Start of Block
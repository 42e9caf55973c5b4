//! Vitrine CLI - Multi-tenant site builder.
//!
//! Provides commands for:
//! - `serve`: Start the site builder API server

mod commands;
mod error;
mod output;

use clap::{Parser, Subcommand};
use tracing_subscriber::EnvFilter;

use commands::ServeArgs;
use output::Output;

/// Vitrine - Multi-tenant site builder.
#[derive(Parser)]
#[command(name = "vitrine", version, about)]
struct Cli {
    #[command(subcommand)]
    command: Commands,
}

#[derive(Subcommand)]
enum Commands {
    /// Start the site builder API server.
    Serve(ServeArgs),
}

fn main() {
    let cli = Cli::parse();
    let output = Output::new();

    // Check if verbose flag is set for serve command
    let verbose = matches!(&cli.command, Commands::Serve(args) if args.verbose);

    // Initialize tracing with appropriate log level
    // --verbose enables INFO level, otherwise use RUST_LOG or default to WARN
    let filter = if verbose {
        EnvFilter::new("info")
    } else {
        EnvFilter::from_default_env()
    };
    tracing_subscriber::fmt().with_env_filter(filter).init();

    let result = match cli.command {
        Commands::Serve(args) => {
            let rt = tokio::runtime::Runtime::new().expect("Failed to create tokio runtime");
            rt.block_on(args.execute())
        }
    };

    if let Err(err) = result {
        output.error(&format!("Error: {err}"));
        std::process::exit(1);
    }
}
End of Block
● **TASK TO COMPLETE**
For this exercise, restate each of the entries without any deviation.

● **ANSWER SECTION**
repository 42e9caf55973c5b4
//! Vitrine CLI - Multi-tenant site builder.
//!
//! Provides commands for:
//! - `serve`: Start the site builder API server

mod commands;
mod error;
mod output;

use clap::{Parser, Subcommand};
use tracing_subscriber::EnvFilter;

use commands::ServeArgs;
use output::Output;

/// Vitrine - Multi-tenant site builder.
#[derive(Parser)]
#[command(name = "vitrine", version, about)]
struct Cli {
    #[command(subcommand)]
    command: Commands,
}

#[derive(Subcommand)]
enum Commands {
    /// Start the site builder API server.
    Serve(ServeArgs),
}

fn main() {
    let cli = Cli::parse();
    let output = Output::new();

    // Check if verbose flag is set for serve command
    let verbose = matches!(&cli.command, Commands::Serve(args) if args.verbose);

    // Initialize tracing with appropriate log level
    // --verbose enables INFO level, otherwise use RUST_LOG or default to WARN
    let filter = if verbose {
        EnvFilter::new("info")
    } else {
        EnvFilter::from_default_env()
    };
    tracing_subscriber::fmt().with_env_filter(filter).init();

    let result = match cli.command {
        Commands::Serve(args) => {
            let rt = tokio::runtime::Runtime::new().expect("Failed to create tokio runtime");
            rt.block_on(args.execute())
        }
    };

    if let Err(err) = result {
        output.error(&format!("Error: {err}"));
        std::process::exit(1);
    }
}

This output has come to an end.